**INSTRUCTIONS FOR THE TASK:**
Given the records below, pull every line with the word "ApiError" into the answer.

**DATA FOR PROCESSING:**
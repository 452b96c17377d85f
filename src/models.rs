use chrono::{NaiveDate, NaiveDateTime};
use diesel::prelude::*;
use regex::Regex;
use serde::{Deserialize, Serialize};

use crate::errors::ApiError;
use crate::schema::{conferences, employee_conference, employees};

#[derive(Debug, Clone, Queryable, Selectable, Serialize)]
#[diesel(table_name = conferences)]
pub struct Conference {
    pub id: i32,
    pub name: String,
    pub date: NaiveDate,
    pub location: String,
    pub description: Option<String>,
    pub created_at: NaiveDateTime,
    pub updated_at: NaiveDateTime,
}

#[derive(Debug, Insertable)]
#[diesel(table_name = conferences)]
pub struct NewConference {
    pub name: String,
    pub date: NaiveDate,
    pub location: String,
    pub description: Option<String>,
    pub created_at: NaiveDateTime,
    pub updated_at: NaiveDateTime,
}

/// Request body for `POST /conferences`.
#[derive(Debug, Clone, Deserialize)]
pub struct ConferenceInput {
    pub name: String,
    pub date: NaiveDate,
    pub location: String,
    pub description: Option<String>,
}

impl ConferenceInput {
    pub fn validate(&self) -> Result<(), ApiError> {
        require_text("name", &self.name, 255)?;
        require_text("location", &self.location, 255)?;
        Ok(())
    }
}

/// Request body for `PUT /conferences/{id}`. Absent fields stay untouched.
#[derive(Debug, Clone, Deserialize)]
pub struct ConferenceUpdate {
    pub name: Option<String>,
    pub date: Option<NaiveDate>,
    pub location: Option<String>,
    pub description: Option<String>,
}

impl ConferenceUpdate {
    pub fn validate(&self) -> Result<(), ApiError> {
        if let Some(name) = &self.name {
            require_text("name", name, 255)?;
        }
        if let Some(location) = &self.location {
            require_text("location", location, 255)?;
        }
        Ok(())
    }
}

#[derive(Debug, AsChangeset)]
#[diesel(table_name = conferences)]
pub struct ConferenceChanges {
    pub name: Option<String>,
    pub date: Option<NaiveDate>,
    pub location: Option<String>,
    pub description: Option<String>,
    pub updated_at: NaiveDateTime,
}

#[derive(Debug, Clone, Queryable, Selectable, Serialize)]
#[diesel(table_name = employees)]
pub struct Employee {
    pub id: i32,
    pub name: String,
    pub email: String,
    pub department: String,
    pub position: String,
    pub phone: Option<String>,
    pub created_at: NaiveDateTime,
    pub updated_at: NaiveDateTime,
}

#[derive(Debug, Insertable)]
#[diesel(table_name = employees)]
pub struct NewEmployee {
    pub name: String,
    pub email: String,
    pub department: String,
    pub position: String,
    pub phone: Option<String>,
    pub created_at: NaiveDateTime,
    pub updated_at: NaiveDateTime,
}

/// Request body for `POST /employees`.
#[derive(Debug, Clone, Deserialize)]
pub struct EmployeeInput {
    pub name: String,
    pub email: String,
    pub department: String,
    pub position: String,
    pub phone: Option<String>,
}

impl EmployeeInput {
    pub fn validate(&self) -> Result<(), ApiError> {
        require_text("name", &self.name, 100)?;
        require_text("email", &self.email, 100)?;
        require_email(&self.email)?;
        require_text("department", &self.department, 100)?;
        require_text("position", &self.position, 100)?;
        if let Some(phone) = &self.phone {
            require_text("phone", phone, 20)?;
        }
        Ok(())
    }
}

/// Request body for `PUT /employees/{id}`. Absent fields stay untouched.
#[derive(Debug, Clone, Deserialize)]
pub struct EmployeeUpdate {
    pub name: Option<String>,
    pub email: Option<String>,
    pub department: Option<String>,
    pub position: Option<String>,
    pub phone: Option<String>,
}

impl EmployeeUpdate {
    pub fn validate(&self) -> Result<(), ApiError> {
        if let Some(name) = &self.name {
            require_text("name", name, 100)?;
        }
        if let Some(email) = &self.email {
            require_text("email", email, 100)?;
            require_email(email)?;
        }
        if let Some(department) = &self.department {
            require_text("department", department, 100)?;
        }
        if let Some(position) = &self.position {
            require_text("position", position, 100)?;
        }
        if let Some(phone) = &self.phone {
            require_text("phone", phone, 20)?;
        }
        Ok(())
    }
}

#[derive(Debug, AsChangeset)]
#[diesel(table_name = employees)]
pub struct EmployeeChanges {
    pub name: Option<String>,
    pub email: Option<String>,
    pub department: Option<String>,
    pub position: Option<String>,
    pub phone: Option<String>,
    pub updated_at: NaiveDateTime,
}

/// One row of the employee/conference association. The composite primary key
/// keeps a pair unique, so this doubles as the wire shape of a booking.
#[derive(Debug, Clone, PartialEq, Eq, Queryable, Selectable, Insertable, Serialize)]
#[diesel(table_name = employee_conference)]
pub struct Booking {
    pub employee_id: i32,
    pub conference_id: i32,
}

/// Query string for `POST /conferences/{id}/book`.
#[derive(Debug, Clone, Deserialize)]
pub struct BookParams {
    pub employee_id: i32,
}

fn require_text(field: &'static str, value: &str, max: usize) -> Result<(), ApiError> {
    if value.is_empty() {
        return Err(ApiError::validation(format!("{} must not be empty", field)));
    }
    if value.chars().count() > max {
        return Err(ApiError::validation(format!(
            "{} must be at most {} characters",
            field, max
        )));
    }
    Ok(())
}

fn require_email(value: &str) -> Result<(), ApiError> {
    let re = Regex::new(r"^[^@\s]+@[^@\s]+\.[^@\s]+$").unwrap();
    if re.captures(value).is_none() {
        return Err(ApiError::validation("email must be a valid address"));
    }
    Ok(())
}

#[cfg(test)]
mod tests {
    use super::*;

    fn conference_input() -> ConferenceInput {
        ConferenceInput {
            name: "Tech Summit".to_string(),
            date: NaiveDate::from_ymd_opt(2025, 6, 1).unwrap(),
            location: "HQ".to_string(),
            description: None,
        }
    }

    fn employee_input() -> EmployeeInput {
        EmployeeInput {
            name: "Zhang San".to_string(),
            email: "zs@example.com".to_string(),
            department: "Eng".to_string(),
            position: "Engineer".to_string(),
            phone: None,
        }
    }

    #[test]
    fn conference_input_accepts_valid_fields() {
        assert!(conference_input().validate().is_ok());
    }

    #[test]
    fn conference_input_rejects_blank_name() {
        let mut input = conference_input();
        input.name = String::new();
        let err = input.validate().unwrap_err();
        assert!(err.to_string().contains("name"));
    }

    #[test]
    fn conference_input_rejects_overlong_location() {
        let mut input = conference_input();
        input.location = "x".repeat(256);
        let err = input.validate().unwrap_err();
        assert!(err.to_string().contains("location"));
    }

    #[test]
    fn conference_update_ignores_absent_fields() {
        let update = ConferenceUpdate {
            name: None,
            date: None,
            location: None,
            description: None,
        };
        assert!(update.validate().is_ok());
    }

    #[test]
    fn conference_update_rejects_blank_supplied_name() {
        let update = ConferenceUpdate {
            name: Some(String::new()),
            date: None,
            location: None,
            description: None,
        };
        assert!(update.validate().is_err());
    }

    #[test]
    fn employee_input_accepts_valid_fields() {
        assert!(employee_input().validate().is_ok());
    }

    #[test]
    fn employee_input_rejects_malformed_email() {
        let mut input = employee_input();
        input.email = "not-an-address".to_string();
        let err = input.validate().unwrap_err();
        assert!(err.to_string().contains("email"));
    }

    #[test]
    fn employee_input_rejects_overlong_phone() {
        let mut input = employee_input();
        input.phone = Some("0".repeat(21));
        let err = input.validate().unwrap_err();
        assert!(err.to_string().contains("phone"));
    }

    #[test]
    fn employee_input_rejects_blank_department() {
        let mut input = employee_input();
        input.department = String::new();
        assert!(input.validate().is_err());
    }

    #[test]
    fn employee_update_checks_only_supplied_fields() {
        let update = EmployeeUpdate {
            name: Some("Li Si".to_string()),
            email: None,
            department: None,
            position: None,
            phone: None,
        };
        assert!(update.validate().is_ok());

        let update = EmployeeUpdate {
            name: None,
            email: Some("broken".to_string()),
            department: None,
            position: None,
            phone: None,
        };
        assert!(update.validate().is_err());
    }
}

**RESPONSE TO THIS TASK:**
use crate::errors::ApiError;
    pub fn validate(&self) -> Result<(), ApiError> {
    pub fn validate(&self) -> Result<(), ApiError> {
    pub fn validate(&self) -> Result<(), ApiError> {
    pub fn validate(&self) -> Result<(), ApiError> {
fn require_text(field: &'static str, value: &str, max: usize) -> Result<(), ApiError> {
        return Err(ApiError::validation(format!("{} must not be empty", field)));
        return Err(ApiError::validation(format!(
fn require_email(value: &str) -> Result<(), ApiError> {
        return Err(ApiError::validation("email must be a valid address"));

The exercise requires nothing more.